### [Task to carry out]
Only the lines below from the one containing "#[derive(Debug, Error)]" to the one containing "pub use sm300d2::Sm300d2Source;" should be repeated, both included and unchanged.

Dataset entries:
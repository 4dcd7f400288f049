//! Shared error type across airmon crates.

use thiserror::Error;

/// Shared result type.
pub type Result<T> = std::result::Result<T, AirmonError>;

/// Unified error type used by core and agent.
#[derive(Debug, Error)]
pub enum AirmonError {
    /// Malformed sensor frame (length, header, or checksum mismatch).
    #[error("bad frame: {0}")]
    BadFrame(String),
    /// Frame carries a protocol version the decoder does not support.
    #[error("unsupported protocol version")]
    UnsupportedVersion,
    /// Invalid or unparseable configuration.
    #[error("bad config: {0}")]
    BadConfig(String),
    /// Exposition rendering failed (output sizing or allocation).
    #[error("render failed: {0}")]
    Render(String),
    /// Serial bus I/O failure (source level; logged and retried).
    #[error("io: {0}")]
    Io(String),
}
//! Producer source tasks.
//!
//! Each configured sensor gets one source: it owns its serial port on a
//! dedicated blocking thread, hands decoded readings to an async task over
//! a latest-wins `watch` channel, and that task `put`s typed metrics into
//! the registry. Serial failures are logged and retried with bounded
//! exponential backoff; they never take the agent down.

use std::sync::Arc;
use std::time::Duration;

use async_trait::async_trait;

use airmon_core::Registry;

use crate::config::SourcesSection;

pub mod senseair_s8;
pub mod sm300d2;

pub use senseair_s8::SenseAirS8Source;
pub use sm300d2::Sm300d2Source;

/// One sensor source: owns its bus and feeds the registry on its own cadence.
#[async_trait]
pub trait Source: Send + Sync {
    fn name(&self) -> &'static str;
    async fn run(self: Arc<Self>, registry: Arc<Registry>);
}

/// Spawn every source enabled in config onto the runtime.
pub fn spawn_all(sources: &SourcesSection, registry: &Arc<Registry>) {
    let mut enabled: Vec<Arc<dyn Source>> = Vec::new();
    if let Some(cfg) = &sources.sm300d2 {
        enabled.push(Arc::new(Sm300d2Source::new(cfg.clone())));
    }
    if let Some(cfg) = &sources.senseair_s8 {
        enabled.push(Arc::new(SenseAirS8Source::new(cfg.clone())));
    }

    for src in enabled {
        tracing::info!(source = src.name(), "starting source");
        tokio::spawn(src.run(Arc::clone(registry)));
    }
}

/// Backoff before the n-th reopen attempt: 2^n ms, capped near 16s.
pub(crate) fn reopen_delay(retry: u32) -> Duration {
    Duration::from_millis(1u64 << retry.min(14))
}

### [Exercise answer]
#[derive(Debug, Error)]
pub enum AirmonError {
    /// Malformed sensor frame (length, header, or checksum mismatch).
    #[error("bad frame: {0}")]
    BadFrame(String),
    /// Frame carries a protocol version the decoder does not support.
    #[error("unsupported protocol version")]
    UnsupportedVersion,
    /// Invalid or unparseable configuration.
    #[error("bad config: {0}")]
    BadConfig(String),
    /// Exposition rendering failed (output sizing or allocation).
    #[error("render failed: {0}")]
    Render(String),
    /// Serial bus I/O failure (source level; logged and retried).
    #[error("io: {0}")]
    Io(String),
}
//! Producer source tasks.
//!
//! Each configured sensor gets one source: it owns its serial port on a
//! dedicated blocking thread, hands decoded readings to an async task over
//! a latest-wins `watch` channel, and that task `put`s typed metrics into
//! the registry. Serial failures are logged and retried with bounded
//! exponential backoff; they never take the agent down.

use std::sync::Arc;
use std::time::Duration;

use async_trait::async_trait;

use airmon_core::Registry;

use crate::config::SourcesSection;

pub mod senseair_s8;
pub mod sm300d2;

pub use senseair_s8::SenseAirS8Source;
pub use sm300d2::Sm300d2Source;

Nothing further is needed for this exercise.